I called a local farmer who raises pigs and asked if I could buy a baby pig next time he had some for sale. I forgot to mention I wanted a male, so we came home with a female piglet, whom I tagged “Winston.”

She started out as a 20 pound piglet, and two years later when I finally had to tell her “good-by,” she was pushing 650 pounds.

Here’s some random things about pigs you may or may not know…..

They are highly intelligent…right up there with dolphins and chimps.

They  love to have their belly rubbed/just like a dog.

They are social.

That stereo type about them being dirty is not 100% accurate.  They  don’t have sweat glands so in the summer, hanging out in the mud hole is a way to keep themselves cool.

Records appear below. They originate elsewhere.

impl Cart {
    pub fn new() -> Self {
        Cart {
            lines: Vec::new(),
            created_at: Utc::now(),
        }
    }

    /// Adds units of a product (flavor) or increases the existing line.
    ///
    /// The requested total is checked against the stock on hand at the time
    /// of adding; checkout re-checks it inside the transaction.
    ///
    /// ## Errors
    /// - `Validation` for a bad quantity or a full cart
    /// - `FlavorNotFound` for a liquid without a known flavor
    /// - `QuantityTooLarge` / `InsufficientStock` when the line would grow too big
    pub fn add_item(&mut self, product: &Product, flavor: Option<&str>, quantity: i64) -> CoreResult<()> {
        validate_quantity(quantity)?;

        let available = product.available(flavor)?;
        let flavor = if product.kind.has_flavors() { flavor } else { None };

        if let Some(line) = self.lines.iter_mut().find(|l| l.matches(&product.id, flavor)) {
            let new_qty = line.quantity + quantity;
            if new_qty > MAX_ITEM_QUANTITY {
                return Err(CoreError::QuantityTooLarge {
                    requested: new_qty,
                    max: MAX_ITEM_QUANTITY,
                });
            }
            if new_qty > available {
                return Err(CoreError::InsufficientStock {
                    item: line.label.clone(),
                    available,
                    requested: new_qty,
                });
            }
            line.quantity = new_qty;
            return Ok(());
        }

        validate_cart_size(self.lines.len())?;

        if quantity > available {
            return Err(CoreError::InsufficientStock {
                item: product.unit_label(flavor),
                available,
                requested: quantity,
            });
        }

        self.lines.push(CartLine::from_product(product, flavor, quantity));
        Ok(())
    }

    /// Sets the quantity of a line; 0 removes it.
    pub fn update_quantity(&mut self, product_id: &str, flavor: Option<&str>, quantity: i64) -> CoreResult<()> {
        if quantity == 0 {
            return self.remove_item(product_id, flavor);
        }

        validate_quantity(quantity)?;

        let line = self
            .lines
            .iter_mut()
            .find(|l| l.matches(product_id, flavor))
            .ok_or_else(|| CoreError::ProductNotFound(product_id.to_string()))?;
        line.quantity = quantity;
        Ok(())
    }

    /// Removes a line.
    pub fn remove_item(&mut self, product_id: &str, flavor: Option<&str>) -> CoreResult<()> {
        let initial_len = self.lines.len();
        self.lines.retain(|l| !l.matches(product_id, flavor));

        if self.lines.len() == initial_len {
            Err(CoreError::ProductNotFound(product_id.to_string()))
        } else {
            Ok(())
        }
    }

    pub fn clear(&mut self) {
        self.lines.clear();
        self.created_at = Utc::now();
    }

    pub fn is_empty(&self) -> bool {
        self.lines.is_empty()
    }

    pub fn total(&self) -> Money {
        self.lines.iter().map(CartLine::line_total).sum()
    }

    /// Seller wages earned by this cart (`Σ sellerAmount × qty`).
    pub fn salary(&self) -> Money {
        self.lines.iter().map(|l| l.seller_amount * l.quantity).sum()
    }

    pub fn purchase_cost(&self) -> Money {
        self.lines.iter().map(|l| l.purchase_price * l.quantity).sum()
    }

    /// The kind shared by every line, if there is exactly one.
    pub fn single_kind(&self) -> Option<ProductKind> {
        let first = self.lines.first()?.kind;
        self.lines.iter().all(|l| l.kind == first).then_some(first)
    }

    /// One label per unit sold, in cart order.
    pub fn unit_labels(&self) -> Vec<String> {
        self.lines
            .iter()
            .flat_map(|l| std::iter::repeat(l.label.clone()).take(l.quantity.max(0) as usize))
            .collect()
    }
}

/// Cart totals summary for API responses.
#[derive(Debug, Clone, Copy, PartialEq, Eq, Serialize, Deserialize, TS)]
#[serde(rename_all = "camelCase")]
#[ts(export)]
pub struct CartTotals {
    pub line_count: usize,
    pub total_quantity: i64,
    pub total: Money,
    pub salary: Money,
    pub purchase_cost: Money,
    /// Owner's share: total minus wages.
    pub mine: Money,
    /// Total minus purchase cost minus wages.
    pub profit: Money,
}

impl From<&Cart> for CartTotals {
    fn from(cart: &Cart) -> Self {
        let total = cart.total();
        let salary = cart.salary();
        let purchase_cost = cart.purchase_cost();

        CartTotals {
            line_count: cart.lines.len(),
            total_quantity: cart.lines.iter().map(|l| l.quantity).sum(),
            total,
            salary,
            purchase_cost,
            mine: total - salary,
            profit: total - purchase_cost - salary,
        }
    }
}

// =============================================================================
// Payment
// =============================================================================

/// How the customer pays.
#[derive(Debug, Clone, Copy, PartialEq, Eq, Serialize, Deserialize, TS)]
#[serde(rename_all = "lowercase")]
#[ts(export)]
pub enum PaymentType {
    Cash,
    Card,
    /// Part cash, part card; the parts must add up to the total.
    Split,
}

/// Payment as chosen on the checkout screen.
#[derive(Debug, Clone, Copy, PartialEq, Eq, Serialize, Deserialize, TS)]
#[serde(rename_all = "camelCase")]
#[ts(export)]
pub struct PaymentRequest {
    pub payment_type: PaymentType,
    #[serde(default)]
    pub cash: Option<Money>,
    #[serde(default)]
    pub card: Option<Money>,
}

/// The resolved cash and card parts of a payment.
#[derive(Debug, Clone, Copy, Default, PartialEq, Eq, Serialize, Deserialize, TS)]
#[ts(export)]
pub struct PaymentSplit {
    pub cash: Money,
    pub card: Money,
}

impl PaymentRequest {
    pub fn cash() -> Self {
        PaymentRequest {
            payment_type: PaymentType::Cash,
            cash: None,
            card: None,
        }
    }

    pub fn card() -> Self {
        PaymentRequest {
            payment_type: PaymentType::Card,
            cash: None,
            card: None,
        }
    }

    pub fn split(cash: Money, card: Money) -> Self {
        PaymentRequest {
            payment_type: PaymentType::Split,
            cash: Some(cash),
            card: Some(card),
        }
    }

    /// Resolves the request against the cart total.
    ///
    /// ## Example
    /// ```rust
    /// use vape_core::{Money, PaymentRequest};
    ///
    /// let total = Money::from_hryvnias(150);
    /// let ok = PaymentRequest::split(Money::from_hryvnias(100), Money::from_hryvnias(50));
    /// assert!(ok.resolve(total).is_ok());
    ///
    /// let short = PaymentRequest::split(Money::from_hryvnias(100), Money::from_hryvnias(40));
    /// assert!(short.resolve(total).is_err());
    /// ```
    pub fn resolve(&self, total: Money) -> CoreResult<PaymentSplit> {
        match self.payment_type {
            PaymentType::Cash => Ok(PaymentSplit {
                cash: total,
                card: Money::zero(),
            }),
            PaymentType::Card => Ok(PaymentSplit {
                cash: Money::zero(),
                card: total,
            }),
            PaymentType::Split => {
                let (cash, card) = match (self.cash, self.card) {
                    (Some(cash), Some(card)) => (cash, card),
                    _ => {
                        return Err(CoreError::InvalidPaymentAmount {
                            reason: "split payment needs both cash and card amounts".to_string(),
                        })
                    }
                };

                validate_payment_amount("cash", cash)?;
                validate_payment_amount("card", card)?;

                if cash + card != total {
                    return Err(CoreError::PaymentMismatch { cash, card, total });
                }

                Ok(PaymentSplit { cash, card })
            }
        }
    }
}
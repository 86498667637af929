//! # Services
//!
//! Orchestration between the database, the carts and the chat. Handlers stay
//! thin and call into these.
//!
//! ## Write-then-Notify
//! ```text
//! ┌─────────────────────────────────────────────────────────────────────────┐
//! │  Operation             Write (vape-db)              Then dispatch        │
//! │  ─────────             ───────────────              ─────────────        │
//! │  checkout              SaleRepository::checkout     sale summary         │
//! │  arrival               receive_arrival + poll       inventory report     │
//! │  discard               discard_one                  inventory report     │
//! │  manual ledger edit    apply_patch                  inventory report     │
//! │  product edit/delete   update/delete + refresh      (nothing)            │
//! │  cleanup               cleanup + refresh            (nothing)            │
//! └─────────────────────────────────────────────────────────────────────────┘
//! ```
//!
//! An inventory report is the ledger summary, the liquid availability list
//! and, when something ran out, the depletion alert.

pub mod checkout;
pub mod inventory;
pub mod ledger;

pub use checkout::checkout;
pub use inventory::{cleanup, delete_product, discard, edit_product, receive_arrival, ArrivalResponse, DiscardResponse};
pub use ledger::{edit_ledger, publish_inventory_report, update_ledger, MANUAL_EDIT_LABEL};
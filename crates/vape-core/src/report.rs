//! # Chat Reports
//!
//! Builds the HTML-flavored texts posted to the shop's Telegram channel.
//!
//! ## Messages per Operation
//! ```text
//! ┌─────────────────────────────────────────────────────────────────────────┐
//! │  Operation            Messages (in send order)                          │
//! │  ─────────            ────────────────────────                          │
//! │  checkout             sale_summary                                      │
//! │  arrival / discard    ledger_summary → availability → depletion_alert?  │
//! │  manual ledger edit   ledger_summary → availability → depletion_alert?  │
//! └─────────────────────────────────────────────────────────────────────────┘
//! ```
//!
//! Everything typed by a user (brand, flavor, operation label) goes through
//! [`escape_html`] because the chat API parses the text as HTML.

use std::fmt::Write;

use chrono::{DateTime, FixedOffset};

use crate::cart::PaymentSplit;
use crate::ledger::Ledger;
use crate::money::Money;
use crate::types::{Product, ProductKind};

/// Escapes the characters the chat API treats as markup.
pub fn escape_html(text: &str) -> String {
    let mut out = String::with_capacity(text.len());
    for c in text.chars() {
        match c {
            '&' => out.push_str("&amp;"),
            '<' => out.push_str("&lt;"),
            '>' => out.push_str("&gt;"),
            '"' => out.push_str("&quot;"),
            other => out.push(other),
        }
    }
    out
}

/// The ledger summary sent after every balance-changing operation.
pub fn ledger_summary(operation: &str, ledger: &Ledger) -> String {
    format!(
        "🧾 <b>{}</b>\n\n\
         <b>Загальний товар (залишок):</b> {} грн\n\
         <b>Готівка:</b> {} грн\n\
         <b>Карта:</b> {} грн\n\
         <b>Загальна сума:</b> {} грн\n\
         <b>ЗП продавця:</b> {} грн\n\
         <b>Моє:</b> {} грн",
        escape_html(operation),
        ledger.total,
        ledger.cash,
        ledger.card,
        ledger.takings(),
        ledger.salary,
        ledger.mine,
    )
}

/// The liquid availability list.
///
/// Brands with the same name are merged; only flavors with stock are listed.
pub fn availability(products: &[Product]) -> String {
    let mut brands: Vec<(String, Vec<String>)> = Vec::new();

    for product in products.iter().filter(|p| p.kind == ProductKind::Liquids) {
        let lines: Vec<String> = product
            .flavors
            .iter()
            .filter(|f| f.quantity > 0)
            .map(|f| format!(" {}: {}шт", escape_html(&f.name), f.quantity))
            .collect();
        if lines.is_empty() {
            continue;
        }

        let brand = escape_html(product.brand.trim());
        match brands.iter_mut().find(|(b, _)| *b == brand) {
            Some((_, existing)) => existing.extend(lines),
            None => brands.push((brand, lines)),
        }
    }

    if brands.is_empty() {
        return "<b>УВАГА:</b> Усі рідини закінчились.".to_string();
    }

    let mut message = String::from("<b>📦 Актуальна наявність рідин:</b>\n");
    for (brand, lines) in brands {
        let _ = writeln!(message, "{}", brand);
        for line in lines {
            let _ = writeln!(message, "{}", line);
        }
    }
    message
}

/// The "sold out during sale" alert, if anything was newly depleted.
pub fn depletion_alert(labels: &[String]) -> Option<String> {
    if labels.is_empty() {
        return None;
    }

    let mut message = String::from("⚠️ <b>Вичерпано під час продажу:</b>\n");
    for label in labels {
        let _ = writeln!(message, "• {}", escape_html(label));
    }
    Some(message)
}

/// The three messages of an inventory report, in send order.
pub fn inventory_report(operation: &str, ledger: &Ledger, products: &[Product], depleted: &[String]) -> Vec<String> {
    let mut messages = vec![ledger_summary(operation, ledger), availability(products)];
    messages.extend(depletion_alert(depleted));
    messages
}

/// Input of the per-checkout sale summary.
#[derive(Debug, Clone)]
pub struct SaleSummary {
    /// Sale time in shop-local time.
    pub at: DateTime<FixedOffset>,
    /// Kind shared by all lines; `None` for mixed carts.
    pub kind: Option<ProductKind>,
    pub unit_labels: Vec<String>,
    pub payment: PaymentSplit,
    pub remaining_total: Money,
    pub depleted: Vec<String>,
}

/// The per-checkout sale summary.
///
/// ## Example Output
/// ```text
/// <b>17.10, 14:05</b>
/// Продаж рідини:
/// Elf 30 ml Mint
///
/// 0 грн карта
/// 100 грн готівка
///
/// Актуальна наявність: 1350 грн
/// ```
pub fn sale_summary(summary: &SaleSummary) -> String {
    let noun = summary
        .kind
        .map(|k| k.sale_noun())
        .unwrap_or(ProductKind::Nicoboosters.sale_noun());

    let mut message = format!(
        "<b>{}</b>\nПродаж {}:\n",
        summary.at.format("%d.%m, %H:%M"),
        noun
    );
    for label in &summary.unit_labels {
        let _ = writeln!(message, "{}", escape_html(label));
    }

    let _ = write!(
        message,
        "\n{} грн карта\n{} грн готівка\n\nАктуальна наявність: {} грн\n",
        summary.payment.card, summary.payment.cash, summary.remaining_total
    );

    if !summary.depleted.is_empty() {
        message.push_str("\n⚠️ <b>Вичерпано:</b>\n");
        for label in &summary.depleted {
            let _ = writeln!(message, "• {}", escape_html(label));
        }
    }

    message
}

// =============================================================================
// Unit Tests
// =============================================================================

When pigs are forced to live  in a confined area, they will do their bathroom duties in one area- and keep their nesting area clean.

Here’s another picture of her eyes that I find almost haunting….

There is intelligence behind those eyes.

beautiful eyes2

I miss her still….





12 thoughts on “Winston

  1. All this time, i didn’t realize Winston was a she, or that she was named after that very famous he. We do build relationships with our animals, don’t we? I still miss my squirrel — which may or may not quality me as squirrely.

    Liked by 1 person

      • Much more recently. Ummm…. 1990-1998, I believe. Or maybe 1992-2000. I get so confused. Anyway, he was eight years old when he died. He was rescued as an eye-still-shut baby, and grew up to be the source of multiple tales. He liked orange popsicles and David Letterman, hid pecans in our shoes, and once ran off two young missionaries. The best line of that encounter? “Ma’am, do you know you have a squirrel on top of your door?”

        He went sailing, and went to work with me while he was still too young to be left alone. Good child care is so hard to find.

        Liked by 2 people

  2. Such intelligent eyes…Winston was gorgeous. Have you read blog here on wordpress? Sustainable farming somewhere near Chicago. Cecilia has a boar who has eyes just like this, as well as Poppy and Sheila, the big fat pig, who is amazing. There are also a male and female KuneKune running around the farm. I have become very partial to pigs since reading that blog.

    Liked by 2 people

    • As she grew, we bought a series of dog harnesses…and would take walks with her up and down our gravel road. I loved to watch the expressions on peoples faces who would drive by when we were out with her.

      Liked by 1 person

  3. Must admit from the picture showing teats I thought Winston was a she. Magnificent animal. My uncle had a pig, but he was a farmer, so for different reasons. I can just see you taking Winston for a walk! Lovely tale.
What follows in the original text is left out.